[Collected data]
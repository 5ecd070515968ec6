// src/client.rs
use crate::models::{Allocation, Document, Holding, Performance, Summary};
use log::{debug, error, warn};
use reqwest::{Client, StatusCode};
use serde::de::DeserializeOwned;
use std::time::Duration;
use thiserror::Error;
use tokio::sync::watch;

pub const LOAD_FAILED_MESSAGE: &str =
    "Failed to fetch data. Please ensure the backend is running and accessible.";

#[derive(Debug, Error)]
pub enum ClientError {
    #[error("request failed: {0}")]
    Transport(#[from] reqwest::Error),

    #[error("HTTP error! status: {0}")]
    Status(StatusCode),

    #[error("request cancelled")]
    Cancelled,

    #[error("deadline of {0:?} exceeded")]
    DeadlineExceeded(Duration),
}

#[derive(Debug, Clone, Copy, PartialEq, Eq)]
pub struct RetryPolicy {
    pub attempts: u32,
    pub base_delay: Duration,
    /// Upper bound on a whole dashboard load, retries included.
    pub deadline: Option<Duration>,
}

impl Default for RetryPolicy {
    fn default() -> Self {
        RetryPolicy {
            attempts: 3,
            base_delay: Duration::from_millis(1000),
            deadline: None,
        }
    }
}

impl RetryPolicy {
    /// Delay after the failed attempt `attempt` (zero-based).
    pub fn delay_for(&self, attempt: u32) -> Duration {
        self.base_delay * 2u32.saturating_pow(attempt)
    }
}

/// Signals teardown to in-flight loads. Dropping the handle cancels too.
pub struct CancelHandle {
    tx: watch::Sender<bool>,
}

#[derive(Clone)]
pub struct CancelToken {
    rx: watch::Receiver<bool>,
}

pub fn cancel_pair() -> (CancelHandle, CancelToken) {
    let (tx, rx) = watch::channel(false);
    (CancelHandle { tx }, CancelToken { rx })
}

impl CancelHandle {
    pub fn cancel(&self) {
        let _ = self.tx.send(true);
    }
}

impl CancelToken {
    pub fn is_cancelled(&self) -> bool {
        *self.rx.borrow() || self.rx.has_changed().is_err()
    }

    /// Resolves once `cancel` is called or the handle is dropped.
    pub async fn cancelled(&self) {
        let mut rx = self.rx.clone();
        loop {
            if *rx.borrow_and_update() {
                return;
            }
            if rx.changed().await.is_err() {
                return;
            }
        }
    }
}

/// Everything the dashboard renders, with store envelopes stripped.
#[derive(Debug, Clone, PartialEq)]
pub struct DashboardData {
    pub holdings: Vec<Holding>,
    pub allocation: Allocation,
    pub performance: Performance,
    pub summary: Summary,
}

/// Outcome of a dashboard load: the data, or the message shown in its place.
#[derive(Debug, Clone, PartialEq)]
pub enum LoadState {
    Failed(String),
    Ready(Box<DashboardData>),
}

impl LoadState {
    pub fn from_result(result: Result<DashboardData, ClientError>) -> Self {
        match result {
            Ok(data) => LoadState::Ready(Box::new(data)),
            Err(e) => {
                error!("Error fetching dashboard data: {}", e);
                LoadState::Failed(LOAD_FAILED_MESSAGE.to_string())
            }
        }
    }
}

#[derive(Clone)]
pub struct PortfolioClient {
    http: Client,
    base_url: String,
    policy: RetryPolicy,
}

impl PortfolioClient {
    pub fn new(base_url: impl Into<String>) -> Self {
        Self::with_policy(base_url, RetryPolicy::default())
    }

    pub fn with_policy(base_url: impl Into<String>, policy: RetryPolicy) -> Self {
        PortfolioClient {
            http: Client::new(),
            base_url: base_url.into().trim_end_matches('/').to_string(),
            policy,
        }
    }

    pub fn policy(&self) -> &RetryPolicy {
        &self.policy
    }

    /// GETs `base_url/path`, retrying transport errors, non-2xx statuses and
    /// undecodable bodies with exponential backoff.
    pub async fn fetch_with_retry<T: DeserializeOwned>(
        &self,
        path: &str,
        cancel: &CancelToken,
    ) -> Result<T, ClientError> {
        let url = format!("{}/{}", self.base_url, path.trim_start_matches('/'));
        let attempts = self.policy.attempts.max(1);
        let mut attempt = 0;
        loop {
            let result = tokio::select! {
                _ = cancel.cancelled() => return Err(ClientError::Cancelled),
                result = self.fetch_once::<T>(&url) => result,
            };

            match result {
                Ok(value) => return Ok(value),
                Err(e) if attempt + 1 < attempts => {
                    let delay = self.policy.delay_for(attempt);
                    warn!("Attempt {} for {} failed: {}; retrying in {:?}", attempt + 1, url, e, delay);
                    tokio::select! {
                        _ = cancel.cancelled() => return Err(ClientError::Cancelled),
                        _ = tokio::time::sleep(delay) => {}
                    }
                    attempt += 1;
                }
                Err(e) => {
                    error!("Attempt {} for {} failed: {}", attempt + 1, url, e);
                    return Err(e);
                }
            }
        }
    }

    async fn fetch_once<T: DeserializeOwned>(&self, url: &str) -> Result<T, ClientError> {
        debug!("GET {}", url);
        let response = self.http.get(url).send().await?;
        if !response.status().is_success() {
            return Err(ClientError::Status(response.status()));
        }
        Ok(response.json::<T>().await?)
    }

    /// Fetches the four portfolio endpoints concurrently. The first failure
    /// (after its retries) fails the whole load.
    pub async fn load_dashboard(&self, cancel: &CancelToken) -> Result<DashboardData, ClientError> {
        if cancel.is_cancelled() {
            return Err(ClientError::Cancelled);
        }

        let load = async {
            let (holdings, allocation, performance, summary) = tokio::try_join!(
                self.fetch_with_retry::<Vec<Document<Holding>>>("holdings", cancel),
                self.fetch_with_retry::<Document<Allocation>>("allocation", cancel),
                self.fetch_with_retry::<Document<Performance>>("performance", cancel),
                self.fetch_with_retry::<Document<Summary>>("summary", cancel),
            )?;
            Ok::<_, ClientError>(DashboardData {
                holdings: holdings.into_iter().map(Document::into_body).collect(),
                allocation: allocation.into_body(),
                performance: performance.into_body(),
                summary: summary.into_body(),
            })
        };

        match self.policy.deadline {
            Some(deadline) => tokio::time::timeout(deadline, load)
                .await
                .map_err(|_| ClientError::DeadlineExceeded(deadline))?,
            None => load.await,
        }
    }
}

#[cfg(test)]
mod tests {
    use super::*;
    use crate::api;
    use crate::db::MemoryStore;
    use crate::seed::sample_portfolio;
    use crate::service::PortfolioService;
    use std::net::SocketAddr;
    use std::sync::atomic::{AtomicUsize, Ordering};
    use std::sync::Arc;
    use warp::Filter;

    fn fast_policy() -> RetryPolicy {
        RetryPolicy {
            attempts: 3,
            base_delay: Duration::from_millis(10),
            deadline: None,
        }
    }

    async fn seeded_server() -> SocketAddr {
        let service = PortfolioService::new(Arc::new(MemoryStore::new()));
        service.seed_portfolio(sample_portfolio()).await.unwrap();
        let (addr, server) =
            warp::serve(api::routes(Arc::new(service))).bind_ephemeral(([127, 0, 0, 1], 0));
        tokio::spawn(server);
        addr
    }

    #[test]
    fn backoff_doubles_from_base() {
        let policy = RetryPolicy::default();
        assert_eq!(policy.delay_for(0), Duration::from_millis(1000));
        assert_eq!(policy.delay_for(1), Duration::from_millis(2000));
        assert_eq!(policy.delay_for(2), Duration::from_millis(4000));
    }

    #[tokio::test]
    async fn loads_all_four_endpoints() {
        let addr = seeded_server().await;
        let client = PortfolioClient::with_policy(format!("http://{}/api/portfolio", addr), fast_policy());
        let (_handle, token) = cancel_pair();

        let data = client.load_dashboard(&token).await.unwrap();
        let seed = sample_portfolio();
        assert_eq!(data.holdings, seed.holdings);
        assert_eq!(data.allocation, seed.allocation);
        assert_eq!(data.performance, seed.performance);
        assert_eq!(data.summary, seed.summary);
    }

    #[tokio::test]
    async fn retries_until_attempts_are_exhausted() {
        let hits = Arc::new(AtomicUsize::new(0));
        let counter = hits.clone();
        let failing = warp::path!("api" / "portfolio" / "summary").map(move || {
            counter.fetch_add(1, Ordering::SeqCst);
            warp::reply::with_status("down", warp::http::StatusCode::SERVICE_UNAVAILABLE)
        });
        let (addr, server) = warp::serve(failing).bind_ephemeral(([127, 0, 0, 1], 0));
        tokio::spawn(server);

        let client = PortfolioClient::with_policy(format!("http://{}/api/portfolio", addr), fast_policy());
        let (_handle, token) = cancel_pair();
        let result = client.fetch_with_retry::<Document<Summary>>("summary", &token).await;

        assert!(matches!(result, Err(ClientError::Status(s)) if s == StatusCode::SERVICE_UNAVAILABLE));
        assert_eq!(hits.load(Ordering::SeqCst), 3);
    }

    #[tokio::test]
    async fn recovers_after_a_transient_failure() {
        let hits = Arc::new(AtomicUsize::new(0));
        let counter = hits.clone();
        let flaky = warp::path!("api" / "portfolio" / "summary").map(move || {
            let status = if counter.fetch_add(1, Ordering::SeqCst) == 0 {
                warp::http::StatusCode::INTERNAL_SERVER_ERROR
            } else {
                warp::http::StatusCode::OK
            };
            warp::reply::with_status(
                warp::reply::json(&Document::new(sample_portfolio().summary)),
                status,
            )
        });
        let (addr, server) = warp::serve(flaky).bind_ephemeral(([127, 0, 0, 1], 0));
        tokio::spawn(server);

        let client = PortfolioClient::with_policy(format!("http://{}/api/portfolio", addr), fast_policy());
        let (_handle, token) = cancel_pair();
        let summary = client
            .fetch_with_retry::<Document<Summary>>("summary", &token)
            .await
            .unwrap();
        assert_eq!(summary.body.risk_level, "Moderate");
        assert_eq!(hits.load(Ordering::SeqCst), 2);
    }

    #[tokio::test]
    async fn one_missing_endpoint_fails_the_whole_load() {
        let service = PortfolioService::new(Arc::new(MemoryStore::new()));
        let (addr, server) =
            warp::serve(api::routes(Arc::new(service))).bind_ephemeral(([127, 0, 0, 1], 0));
        tokio::spawn(server);

        let client = PortfolioClient::with_policy(format!("http://{}/api/portfolio", addr), fast_policy());
        let (_handle, token) = cancel_pair();
        let state = LoadState::from_result(client.load_dashboard(&token).await);
        assert_eq!(state, LoadState::Failed(LOAD_FAILED_MESSAGE.to_string()));
    }

    #[tokio::test]
    async fn dropping_the_handle_abandons_retries() {
        let slow = RetryPolicy {
            attempts: 3,
            base_delay: Duration::from_secs(30),
            deadline: None,
        };
        // Nothing listens on port 9 of localhost in the test environment.
        let client = PortfolioClient::with_policy("http://127.0.0.1:9/api/portfolio", slow);
        let (handle, token) = cancel_pair();

        let task = tokio::spawn(async move { client.load_dashboard(&token).await });
        tokio::time::sleep(Duration::from_millis(50)).await;
        drop(handle);

        let result = tokio::time::timeout(Duration::from_secs(5), task)
            .await
            .unwrap()
            .unwrap();
        assert!(matches!(result, Err(ClientError::Cancelled)));
    }

    #[tokio::test]
    async fn cancelled_token_short_circuits() {
        let client = PortfolioClient::new("http://127.0.0.1:9/api/portfolio");
        let (handle, token) = cancel_pair();
        handle.cancel();
        assert!(token.is_cancelled());
        assert!(matches!(client.load_dashboard(&token).await, Err(ClientError::Cancelled)));
    }

    #[tokio::test]
    async fn deadline_bounds_the_load() {
        let policy = RetryPolicy {
            attempts: 3,
            base_delay: Duration::from_secs(30),
            deadline: Some(Duration::from_millis(100)),
        };
        let client = PortfolioClient::with_policy("http://127.0.0.1:9/api/portfolio", policy);
        let (_handle, token) = cancel_pair();
        assert!(matches!(
            client.load_dashboard(&token).await,
            Err(ClientError::DeadlineExceeded(_))
        ));
    }
}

## Try it
Your reply is to repeat, unchanged, the lines above running from the one with "let result = tokio::select!" up to and including the one with "the whole load.".

## Response to the task
            let result = tokio::select! {
                _ = cancel.cancelled() => return Err(ClientError::Cancelled),
                result = self.fetch_once::<T>(&url) => result,
            };

            match result {
                Ok(value) => return Ok(value),
                Err(e) if attempt + 1 < attempts => {
                    let delay = self.policy.delay_for(attempt);
                    warn!("Attempt {} for {} failed: {}; retrying in {:?}", attempt + 1, url, e, delay);
                    tokio::select! {
                        _ = cancel.cancelled() => return Err(ClientError::Cancelled),
                        _ = tokio::time::sleep(delay) => {}
                    }
                    attempt += 1;
                }
                Err(e) => {
                    error!("Attempt {} for {} failed: {}", attempt + 1, url, e);
                    return Err(e);
                }
            }
        }
    }

    async fn fetch_once<T: DeserializeOwned>(&self, url: &str) -> Result<T, ClientError> {
        debug!("GET {}", url);
        let response = self.http.get(url).send().await?;
        if !response.status().is_success() {
            return Err(ClientError::Status(response.status()));
        }
        Ok(response.json::<T>().await?)
    }

    /// Fetches the four portfolio endpoints concurrently. The first failure
    /// (after its retries) fails the whole load.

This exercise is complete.